++++ DATA SUPPLIED ++++

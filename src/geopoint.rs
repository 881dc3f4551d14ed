//! Coordinate pair in a caller-chosen coordinate reference system.

use serde::{Deserialize, Serialize};

/// A coordinate `(x, y)`.
///
/// For the default `EPSG:4326` system `x` is longitude and `y` latitude,
/// both in degrees. Serializes as a two-element array `[x, y]`.
#[derive(Debug, Clone, Copy, PartialEq, Serialize, Deserialize)]
#[serde(from = "(f64, f64)", into = "(f64, f64)")]
pub struct GeoPoint {
    pub x: f64,
    pub y: f64,
}

impl GeoPoint {
    pub fn new(x: f64, y: f64) -> Self {
        Self { x, y }
    }

    /// True when both components are finite numbers.
    pub fn is_finite(&self) -> bool {
        self.x.is_finite() && self.y.is_finite()
    }
}

impl From<(f64, f64)> for GeoPoint {
    fn from((x, y): (f64, f64)) -> Self {
        Self { x, y }
    }
}

impl From<GeoPoint> for (f64, f64) {
    fn from(point: GeoPoint) -> Self {
        (point.x, point.y)
    }
}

++++

# AIM OF THE EXERCISE:
When a line in the records holds the string "impl", copy that line.

# RESPONSE TO THE EXERCISE:
impl GeoPoint {
impl From<(f64, f64)> for GeoPoint {
impl From<GeoPoint> for (f64, f64) {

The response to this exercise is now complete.